Seit fast vier Jahren befand er sich in dem so genannten „Kurs“-Programm (Konzeption zum Umgang mit rückfallgefährdeten Sexualstraftätern). 2010 wurde dieses Konzept vom Innen-, Justiz- und Gesundheitsministerium auf den Weg gebracht, um die Rückfallgefahr von verurteilten Sexualstraftätern möglichst gering zu halten. Die Bochumer Justiz hatte den 59-Jährigen nach seiner Haftentlassung Ende 2017 unter „Führungsaufsicht“ gestellt, so dass Bewährungshelfer, Therapeuten und die Polizei ein Auge auf ihn haben konnten, obwohl er nach kompletter Verbüßung seiner Strafe ein freier Bürger war.
Polizei Bochum: Keine Hinweise auf eine Rückfalltat des Tatverdächtigen
Einige Sexualstraftäter werden nach ihrer Haftstrafe nicht weiter von der Polizei regelmäßig kontrolliert, andere aber schon, weil die Justiz ihnen erneute sexuelle Übergriffe zutraut – wie dem 59-jährigen Bochumer.
Wie Polizeisprecher Frank Lemanis der WAZ sagte, sei die Führungsaufsicht bereits fast beendet gewesen.
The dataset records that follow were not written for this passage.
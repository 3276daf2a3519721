use std::sync::Arc;

use tracing::{info, warn};

use crate::app::android::matcher::IdentityMatcher;
use crate::app::context::ExecutionContext;
use crate::app::error::AppError;
use crate::app::models::{Device, DeviceKind};
use crate::app::parse::{parse_adb_physical, parse_avd_list};
use crate::app::toolchain::ToolchainLocator;

pub struct AndroidDiscovery {
    locator: Arc<ToolchainLocator>,
    matcher: IdentityMatcher,
}

impl AndroidDiscovery {
    pub fn new(locator: Arc<ToolchainLocator>) -> Self {
        Self {
            matcher: IdentityMatcher::new(Arc::clone(&locator)),
            locator,
        }
    }

    pub fn get_devices(
        &self,
        ctx: ExecutionContext,
        kind: DeviceKind,
        trace_id: &str,
    ) -> Result<Vec<Device>, AppError> {
        ctx.ensure_background("Android discovery", trace_id)?;
        let devices = match kind {
            DeviceKind::Virtual => self.virtual_devices(trace_id)?,
            DeviceKind::Physical => self.physical_devices(trace_id)?,
            DeviceKind::Both => {
                let mut devices = self.virtual_devices(trace_id)?;
                devices.extend(self.physical_devices(trace_id)?);
                devices
            }
        };
        info!(trace_id = %trace_id, count = devices.len(), kind = ?kind, "android devices listed");
        Ok(devices)
    }

    fn virtual_devices(&self, trace_id: &str) -> Result<Vec<Device>, AppError> {
        let emulator = self.locator.get_emulator_path(trace_id)?;
        let output = self.locator.executor().execute(
            &emulator,
            &["-list-avds".to_string()],
            None,
            trace_id,
        )?;
        Ok(parse_avd_list(&output, |name| {
            self.matcher.match_serial(name, trace_id)
        }))
    }

    fn physical_devices(&self, trace_id: &str) -> Result<Vec<Device>, AppError> {
        let adb = self.locator.get_adb_path(trace_id)?;
        let output = self.locator.executor().execute(
            &adb,
            &["devices".to_string(), "-l".to_string()],
            None,
            trace_id,
        )?;
        Ok(parse_adb_physical(&output))
    }

    /// True when the SDK resolves and its emulator answers `-list-avds`.
    pub fn check_setup(&self, ctx: ExecutionContext, trace_id: &str) -> Result<bool, AppError> {
        ctx.ensure_background("Android setup check", trace_id)?;
        let home = match self.locator.get_android_home(trace_id) {
            Ok(home) => home,
            Err(err) => {
                warn!(trace_id = %trace_id, error = %err, "android setup check failed");
                return Ok(false);
            }
        };
        match self.locator.check_android_home(&home, trace_id) {
            Ok(()) => Ok(true),
            Err(err) => {
                warn!(trace_id = %trace_id, error = %err, "android setup check failed");
                Ok(false)
            }
        }
    }
}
Anzeichen auf einen Rückfall habe es nicht gegeben. „Es gab keine Hinweise, dass er sich in diese Richtung entwickelt.“
Acht Jahre Haft für rückfälligen „Kurs“-Probanden
In Bochum hatte zuletzt im Februar 2018 ein rückfälliger „Kurs“-Proband für Entsetzen gesorgt. Der damals 31-jährige Elektriker aus Bochum hatte eine 33-jährige Frau auf dem Blumenfriedhof auf besonders brutale Weise vergewaltigt. Sie wurde schwer verletzt.
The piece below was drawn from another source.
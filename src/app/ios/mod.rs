pub mod discovery;
pub mod service;

pub use discovery::IosDiscovery;
pub use service::IosDeviceService;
Die beiden kannten sich gar nicht und waren am frühen Morgen auf dem Weg nach Hause vom Bermuda-Dreieck.
Die Strafe: acht Jahre Haft. Für die Zeit danach danach ordnete das Landgericht Sicherungsverwahrung wegen Allgemeingefährlichkeit an. Bereits 2010 war er in Dortmund wegen einer ähnlichen Vergewaltigung zu vier Jahren und neun Monaten Haft verurteilt worden.
Laut Staatsanwaltschaft soll der Beschuldigte zunächst Anfang 2021 einen Kontakt zu der Familie des Jungen aufgebaut und das Vertrauen zu seinen Eltern gewonnen haben. Zuletzt soll er allein mit dem Kind unterwegs gewesen sein.
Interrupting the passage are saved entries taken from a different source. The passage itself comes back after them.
use serde::{Deserialize, Serialize};
use std::fmt;

#[derive(Debug, Clone, Copy, Serialize, Deserialize, PartialEq, Eq, Hash)]
#[serde(rename_all = "lowercase")]
pub enum Platform {
    Ios,
    Android,
}

impl fmt::Display for Platform {
    fn fmt(&self, f: &mut fmt::Formatter<'_>) -> fmt::Result {
        match self {
            Platform::Ios => write!(f, "ios"),
            Platform::Android => write!(f, "android"),
        }
    }
}

#[derive(Debug, Clone, Copy, Serialize, Deserialize, PartialEq, Eq, Hash)]
#[serde(rename_all = "lowercase")]
pub enum DeviceType {
    Physical,
    Virtual,
}

#[derive(Debug, Clone, Copy, Serialize, Deserialize, PartialEq, Eq, Hash)]
#[serde(rename_all = "lowercase")]
pub enum DeviceFamily {
    Phone,
    Tablet,
    Watch,
    Tv,
    Headset,
    Unknown,
}

impl DeviceFamily {
    /// Best-effort family for a simulator or device display name.
    pub fn from_name(name: &str) -> Self {
        let lower = name.to_lowercase();
        if lower.contains("ipad") {
            DeviceFamily::Tablet
        } else if lower.contains("iphone") || lower.contains("ipod") {
            DeviceFamily::Phone
        } else if lower.contains("watch") {
            DeviceFamily::Watch
        } else if lower.contains("apple tv") || lower.contains("appletv") {
            DeviceFamily::Tv
        } else if lower.contains("vision") {
            DeviceFamily::Headset
        } else {
            DeviceFamily::Unknown
        }
    }

    /// Maps `hardwareProperties.deviceType` from `devicectl` JSON.
    pub fn from_devicectl(value: &str) -> Self {
        match value.to_lowercase().as_str() {
            "iphone" | "ipod" => DeviceFamily::Phone,
            "ipad" => DeviceFamily::Tablet,
            "applewatch" => DeviceFamily::Watch,
            "appletv" => DeviceFamily::Tv,
            "applevision" | "realitydevice" => DeviceFamily::Headset,
            _ => DeviceFamily::Unknown,
        }
    }
}

/// Which kinds of device a discovery call should list.
#[derive(Debug, Clone, Copy, PartialEq, Eq)]
pub enum DeviceKind {
    Physical,
    Virtual,
    Both,
}

#[derive(Debug, Clone, Serialize, Deserialize, PartialEq, Eq)]
#[serde(rename_all = "camelCase")]
pub struct Device {
    pub name: String,
    #[serde(default, skip_serializing_if = "Option::is_none")]
    pub version: Option<String>,
    #[serde(default, skip_serializing_if = "Option::is_none")]
    pub identifier: Option<String>,
    pub booted: bool,
    pub platform: Platform,
    #[serde(rename = "type")]
    pub device_type: DeviceType,
    #[serde(default, skip_serializing_if = "Option::is_none")]
    pub device_family: Option<DeviceFamily>,
}

impl Device {
    pub fn display_name(&self) -> String {
        match &self.version {
            Some(version) if !version.is_empty() => format!("{} ({})", self.name, version),
            _ => self.name.clone(),
        }
    }

    /// Identity within one discovery pass: name, platform and type.
    pub fn same_device(&self, other: &Device) -> bool {
        self.name == other.name
            && self.platform == other.platform
            && self.device_type == other.device_type
    }
}

/// User-defined action template.
#[derive(Debug, Clone, Serialize, Deserialize, PartialEq, Eq)]
#[serde(rename_all = "camelCase")]
pub struct Command {
    pub id: String,
    pub name: String,
    pub command: String,
    pub icon: String,
    pub platform: Platform,
    pub need_booted_device: bool,
    #[serde(default, skip_serializing_if = "Option::is_none")]
    pub boots_device: Option<bool>,
    #[serde(default, skip_serializing_if = "Option::is_none")]
    pub tag: Option<i32>,
}

/// Extra launch flag applied to every emulator launch while enabled.
#[derive(Debug, Clone, Serialize, Deserialize, PartialEq, Eq)]
#[serde(rename_all = "camelCase")]
pub struct Parameter {
    pub id: String,
    pub title: String,
    pub command: String,
    pub enabled: bool,
}

#[derive(Debug, Clone, Serialize, Deserialize, PartialEq, Eq)]
pub struct CommandResponse<T> {
    pub trace_id: String,
    pub data: T,
}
Rückfallquote liegt bei „Kurs“-Probanden bei rund 3,5 Prozent
Im Bochumer Polizeibezirk (mit Herne und Witten) gibt es eine mittlere zweistellige Anzahl an Kurs-Probanden. NRW-weit liegt die Zahl bei rund 1050, wie das Landeskriminalamt der WAZ mitteilte. Die Rückfallquote betrage rund 3,5 Prozent.
Außerhalb des „Kurs“-Konzeptes liege die Rückfallquote bei Sexualstraftätern nach ihrer Entlassung bei rund 20 Prozent. Deshalb wertet die Polizei das Konzept als „durchaus erfolgreich“, auch wenn „eine mögliche Rückfalltat nicht ausgeschlossen“ werden könne.